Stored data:
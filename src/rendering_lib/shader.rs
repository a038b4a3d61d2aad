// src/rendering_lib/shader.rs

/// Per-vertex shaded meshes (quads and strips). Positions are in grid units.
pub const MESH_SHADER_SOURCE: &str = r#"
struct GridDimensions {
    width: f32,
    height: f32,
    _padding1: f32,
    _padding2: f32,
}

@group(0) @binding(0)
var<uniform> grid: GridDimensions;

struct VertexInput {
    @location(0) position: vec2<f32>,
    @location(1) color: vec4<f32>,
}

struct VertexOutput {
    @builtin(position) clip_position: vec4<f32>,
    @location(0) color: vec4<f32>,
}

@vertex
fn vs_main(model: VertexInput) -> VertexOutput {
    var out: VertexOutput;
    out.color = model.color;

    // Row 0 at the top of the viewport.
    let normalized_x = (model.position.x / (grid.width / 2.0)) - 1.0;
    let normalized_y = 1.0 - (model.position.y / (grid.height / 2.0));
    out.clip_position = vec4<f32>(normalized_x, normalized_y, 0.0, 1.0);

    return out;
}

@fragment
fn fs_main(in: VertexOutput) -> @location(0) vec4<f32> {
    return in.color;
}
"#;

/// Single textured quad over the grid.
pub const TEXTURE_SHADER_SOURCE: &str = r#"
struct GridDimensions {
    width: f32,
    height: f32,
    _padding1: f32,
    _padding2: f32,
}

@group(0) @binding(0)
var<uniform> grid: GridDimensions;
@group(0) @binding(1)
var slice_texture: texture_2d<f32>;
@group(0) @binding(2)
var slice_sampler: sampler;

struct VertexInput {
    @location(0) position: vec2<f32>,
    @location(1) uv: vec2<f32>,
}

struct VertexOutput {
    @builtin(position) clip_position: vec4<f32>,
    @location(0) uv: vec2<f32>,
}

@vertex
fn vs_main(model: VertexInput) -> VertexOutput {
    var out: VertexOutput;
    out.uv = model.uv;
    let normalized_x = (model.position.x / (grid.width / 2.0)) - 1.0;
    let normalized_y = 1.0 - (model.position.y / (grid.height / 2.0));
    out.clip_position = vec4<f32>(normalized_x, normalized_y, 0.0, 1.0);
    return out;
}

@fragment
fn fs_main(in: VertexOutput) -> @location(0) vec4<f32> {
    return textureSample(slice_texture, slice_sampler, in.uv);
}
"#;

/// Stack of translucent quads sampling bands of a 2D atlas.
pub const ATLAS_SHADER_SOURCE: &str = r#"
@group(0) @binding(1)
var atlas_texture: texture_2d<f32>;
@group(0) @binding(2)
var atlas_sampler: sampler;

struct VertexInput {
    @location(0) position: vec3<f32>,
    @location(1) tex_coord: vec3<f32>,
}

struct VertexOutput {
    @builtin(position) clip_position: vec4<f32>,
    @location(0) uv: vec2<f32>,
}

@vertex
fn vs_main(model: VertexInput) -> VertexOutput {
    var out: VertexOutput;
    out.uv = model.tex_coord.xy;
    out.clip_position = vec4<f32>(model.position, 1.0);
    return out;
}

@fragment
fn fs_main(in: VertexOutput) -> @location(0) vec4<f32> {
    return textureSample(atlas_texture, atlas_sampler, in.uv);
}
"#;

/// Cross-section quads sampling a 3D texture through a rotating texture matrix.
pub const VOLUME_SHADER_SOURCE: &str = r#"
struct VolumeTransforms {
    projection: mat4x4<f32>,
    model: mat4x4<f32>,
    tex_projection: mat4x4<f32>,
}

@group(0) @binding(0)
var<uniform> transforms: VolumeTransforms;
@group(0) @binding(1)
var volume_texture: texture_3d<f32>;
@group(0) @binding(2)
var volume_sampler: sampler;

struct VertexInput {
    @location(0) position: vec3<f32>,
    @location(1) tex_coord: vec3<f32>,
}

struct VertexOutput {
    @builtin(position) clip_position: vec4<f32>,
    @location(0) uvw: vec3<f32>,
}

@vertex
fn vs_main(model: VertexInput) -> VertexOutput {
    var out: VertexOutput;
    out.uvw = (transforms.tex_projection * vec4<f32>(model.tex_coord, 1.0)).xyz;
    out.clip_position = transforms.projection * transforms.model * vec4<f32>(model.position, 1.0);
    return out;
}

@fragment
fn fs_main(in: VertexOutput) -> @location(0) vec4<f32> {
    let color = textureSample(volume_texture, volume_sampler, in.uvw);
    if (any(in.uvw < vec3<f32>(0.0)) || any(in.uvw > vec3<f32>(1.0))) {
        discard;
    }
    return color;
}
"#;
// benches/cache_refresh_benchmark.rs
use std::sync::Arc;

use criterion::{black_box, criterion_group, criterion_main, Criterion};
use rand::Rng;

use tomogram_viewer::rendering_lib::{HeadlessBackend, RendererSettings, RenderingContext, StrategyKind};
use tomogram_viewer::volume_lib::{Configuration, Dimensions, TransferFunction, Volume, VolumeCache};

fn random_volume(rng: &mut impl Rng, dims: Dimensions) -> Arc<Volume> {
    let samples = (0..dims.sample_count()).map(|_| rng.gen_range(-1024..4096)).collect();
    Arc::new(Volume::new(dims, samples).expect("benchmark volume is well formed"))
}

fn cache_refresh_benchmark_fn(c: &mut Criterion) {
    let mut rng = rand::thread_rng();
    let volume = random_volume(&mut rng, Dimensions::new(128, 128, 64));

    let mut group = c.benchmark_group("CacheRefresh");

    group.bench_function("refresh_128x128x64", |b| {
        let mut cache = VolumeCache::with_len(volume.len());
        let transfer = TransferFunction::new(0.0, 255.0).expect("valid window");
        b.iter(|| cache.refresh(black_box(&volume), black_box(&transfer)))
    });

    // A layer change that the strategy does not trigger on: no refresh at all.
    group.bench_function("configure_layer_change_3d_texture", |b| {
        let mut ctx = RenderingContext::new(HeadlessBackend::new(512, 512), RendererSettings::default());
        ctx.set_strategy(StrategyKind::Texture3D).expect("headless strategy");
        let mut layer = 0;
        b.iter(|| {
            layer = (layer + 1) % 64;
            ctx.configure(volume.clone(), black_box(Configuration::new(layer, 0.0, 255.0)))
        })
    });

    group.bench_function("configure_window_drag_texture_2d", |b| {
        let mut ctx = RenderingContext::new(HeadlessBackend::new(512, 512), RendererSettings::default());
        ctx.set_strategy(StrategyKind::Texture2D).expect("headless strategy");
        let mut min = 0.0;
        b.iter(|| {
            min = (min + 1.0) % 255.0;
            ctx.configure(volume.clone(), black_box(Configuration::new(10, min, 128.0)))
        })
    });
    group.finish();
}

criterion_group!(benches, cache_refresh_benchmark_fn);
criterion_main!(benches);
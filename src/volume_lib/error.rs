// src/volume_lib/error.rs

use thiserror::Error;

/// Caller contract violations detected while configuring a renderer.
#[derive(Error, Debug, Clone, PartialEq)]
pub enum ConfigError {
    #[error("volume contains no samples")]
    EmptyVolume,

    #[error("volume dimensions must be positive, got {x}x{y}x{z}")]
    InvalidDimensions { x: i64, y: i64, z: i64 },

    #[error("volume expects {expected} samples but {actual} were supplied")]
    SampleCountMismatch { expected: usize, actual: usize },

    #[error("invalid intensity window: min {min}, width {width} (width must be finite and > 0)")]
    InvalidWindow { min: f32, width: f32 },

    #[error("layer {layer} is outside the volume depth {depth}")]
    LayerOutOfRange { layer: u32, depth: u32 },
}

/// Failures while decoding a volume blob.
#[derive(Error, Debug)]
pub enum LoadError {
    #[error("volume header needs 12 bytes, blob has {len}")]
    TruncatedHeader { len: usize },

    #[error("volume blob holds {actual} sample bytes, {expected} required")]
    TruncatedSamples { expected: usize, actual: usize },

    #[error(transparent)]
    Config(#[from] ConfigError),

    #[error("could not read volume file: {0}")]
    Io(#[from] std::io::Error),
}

◆ GOAL OF THE EXERCISE ◆
Repeat, exactly and in full, the records shown above.

◆ EXPECTED OUTPUT ◆
filename src/rendering_lib/shader.rs
repository a038b4a3d61d2aad
// src/rendering_lib/shader.rs

/// Per-vertex shaded meshes (quads and strips). Positions are in grid units.
pub const MESH_SHADER_SOURCE: &str = r#"
struct GridDimensions {
    width: f32,
    height: f32,
    _padding1: f32,
    _padding2: f32,
}

@group(0) @binding(0)
var<uniform> grid: GridDimensions;

struct VertexInput {
    @location(0) position: vec2<f32>,
    @location(1) color: vec4<f32>,
}

struct VertexOutput {
    @builtin(position) clip_position: vec4<f32>,
    @location(0) color: vec4<f32>,
}

@vertex
fn vs_main(model: VertexInput) -> VertexOutput {
    var out: VertexOutput;
    out.color = model.color;

    // Row 0 at the top of the viewport.
    let normalized_x = (model.position.x / (grid.width / 2.0)) - 1.0;
    let normalized_y = 1.0 - (model.position.y / (grid.height / 2.0));
    out.clip_position = vec4<f32>(normalized_x, normalized_y, 0.0, 1.0);

    return out;
}

@fragment
fn fs_main(in: VertexOutput) -> @location(0) vec4<f32> {
    return in.color;
}
"#;

/// Single textured quad over the grid.
pub const TEXTURE_SHADER_SOURCE: &str = r#"
struct GridDimensions {
    width: f32,
    height: f32,
    _padding1: f32,
    _padding2: f32,
}

@group(0) @binding(0)
var<uniform> grid: GridDimensions;
@group(0) @binding(1)
var slice_texture: texture_2d<f32>;
@group(0) @binding(2)
var slice_sampler: sampler;

struct VertexInput {
    @location(0) position: vec2<f32>,
    @location(1) uv: vec2<f32>,
}

struct VertexOutput {
    @builtin(position) clip_position: vec4<f32>,
    @location(0) uv: vec2<f32>,
}

@vertex
fn vs_main(model: VertexInput) -> VertexOutput {
    var out: VertexOutput;
    out.uv = model.uv;
    let normalized_x = (model.position.x / (grid.width / 2.0)) - 1.0;
    let normalized_y = 1.0 - (model.position.y / (grid.height / 2.0));
    out.clip_position = vec4<f32>(normalized_x, normalized_y, 0.0, 1.0);
    return out;
}

@fragment
fn fs_main(in: VertexOutput) -> @location(0) vec4<f32> {
    return textureSample(slice_texture, slice_sampler, in.uv);
}
"#;

/// Stack of translucent quads sampling bands of a 2D atlas.
pub const ATLAS_SHADER_SOURCE: &str = r#"
@group(0) @binding(1)
var atlas_texture: texture_2d<f32>;
@group(0) @binding(2)
var atlas_sampler: sampler;

struct VertexInput {
    @location(0) position: vec3<f32>,
    @location(1) tex_coord: vec3<f32>,
}

struct VertexOutput {
    @builtin(position) clip_position: vec4<f32>,
    @location(0) uv: vec2<f32>,
}

@vertex
fn vs_main(model: VertexInput) -> VertexOutput {
    var out: VertexOutput;
    out.uv = model.tex_coord.xy;
    out.clip_position = vec4<f32>(model.position, 1.0);
    return out;
}

@fragment
fn fs_main(in: VertexOutput) -> @location(0) vec4<f32> {
    return textureSample(atlas_texture, atlas_sampler, in.uv);
}
"#;

/// Cross-section quads sampling a 3D texture through a rotating texture matrix.
pub const VOLUME_SHADER_SOURCE: &str = r#"
struct VolumeTransforms {
    projection: mat4x4<f32>,
    model: mat4x4<f32>,
    tex_projection: mat4x4<f32>,
}

@group(0) @binding(0)
var<uniform> transforms: VolumeTransforms;
@group(0) @binding(1)
var volume_texture: texture_3d<f32>;
@group(0) @binding(2)
var volume_sampler: sampler;

struct VertexInput {
    @location(0) position: vec3<f32>,
    @location(1) tex_coord: vec3<f32>,
}

struct VertexOutput {
    @builtin(position) clip_position: vec4<f32>,
    @location(0) uvw: vec3<f32>,
}

@vertex
fn vs_main(model: VertexInput) -> VertexOutput {
    var out: VertexOutput;
    out.uvw = (transforms.tex_projection * vec4<f32>(model.tex_coord, 1.0)).xyz;
    out.clip_position = transforms.projection * transforms.model * vec4<f32>(model.position, 1.0);
    return out;
}

@fragment
fn fs_main(in: VertexOutput) -> @location(0) vec4<f32> {
    let color = textureSample(volume_texture, volume_sampler, in.uvw);
    if (any(in.uvw < vec3<f32>(0.0)) || any(in.uvw > vec3<f32>(1.0))) {
        discard;
    }
    return color;
}
"#;
// benches/cache_refresh_benchmark.rs
use std::sync::Arc;

use criterion::{black_box, criterion_group, criterion_main, Criterion};
use rand::Rng;

use tomogram_viewer::rendering_lib::{HeadlessBackend, RendererSettings, RenderingContext, StrategyKind};
use tomogram_viewer::volume_lib::{Configuration, Dimensions, TransferFunction, Volume, VolumeCache};

fn random_volume(rng: &mut impl Rng, dims: Dimensions) -> Arc<Volume> {
    let samples = (0..dims.sample_count()).map(|_| rng.gen_range(-1024..4096)).collect();
    Arc::new(Volume::new(dims, samples).expect("benchmark volume is well formed"))
}

fn cache_refresh_benchmark_fn(c: &mut Criterion) {
    let mut rng = rand::thread_rng();
    let volume = random_volume(&mut rng, Dimensions::new(128, 128, 64));

    let mut group = c.benchmark_group("CacheRefresh");

    group.bench_function("refresh_128x128x64", |b| {
        let mut cache = VolumeCache::with_len(volume.len());
        let transfer = TransferFunction::new(0.0, 255.0).expect("valid window");
        b.iter(|| cache.refresh(black_box(&volume), black_box(&transfer)))
    });

    // A layer change that the strategy does not trigger on: no refresh at all.
    group.bench_function("configure_layer_change_3d_texture", |b| {
        let mut ctx = RenderingContext::new(HeadlessBackend::new(512, 512), RendererSettings::default());
        ctx.set_strategy(StrategyKind::Texture3D).expect("headless strategy");
        let mut layer = 0;
        b.iter(|| {
            layer = (layer + 1) % 64;
            ctx.configure(volume.clone(), black_box(Configuration::new(layer, 0.0, 255.0)))
        })
    });

    group.bench_function("configure_window_drag_texture_2d", |b| {
        let mut ctx = RenderingContext::new(HeadlessBackend::new(512, 512), RendererSettings::default());
        ctx.set_strategy(StrategyKind::Texture2D).expect("headless strategy");
        let mut min = 0.0;
        b.iter(|| {
            min = (min + 1.0) % 255.0;
            ctx.configure(volume.clone(), black_box(Configuration::new(10, min, 128.0)))
        })
    });
    group.finish();
}

criterion_group!(benches, cache_refresh_benchmark_fn);
criterion_main!(benches);
filename src/volume_lib/error.rs
// src/volume_lib/error.rs

use thiserror::Error;

/// Caller contract violations detected while configuring a renderer.
#[derive(Error, Debug, Clone, PartialEq)]
pub enum ConfigError {
    #[error("volume contains no samples")]
    EmptyVolume,

    #[error("volume dimensions must be positive, got {x}x{y}x{z}")]
    InvalidDimensions { x: i64, y: i64, z: i64 },

    #[error("volume expects {expected} samples but {actual} were supplied")]
    SampleCountMismatch { expected: usize, actual: usize },

    #[error("invalid intensity window: min {min}, width {width} (width must be finite and > 0)")]
    InvalidWindow { min: f32, width: f32 },

    #[error("layer {layer} is outside the volume depth {depth}")]
    LayerOutOfRange { layer: u32, depth: u32 },
}

/// Failures while decoding a volume blob.
#[derive(Error, Debug)]
pub enum LoadError {
    #[error("volume header needs 12 bytes, blob has {len}")]
    TruncatedHeader { len: usize },

    #[error("volume blob holds {actual} sample bytes, {expected} required")]
    TruncatedSamples { expected: usize, actual: usize },

    #[error(transparent)]
    Config(#[from] ConfigError),

    #[error("could not read volume file: {0}")]
    Io(#[from] std::io::Error),
}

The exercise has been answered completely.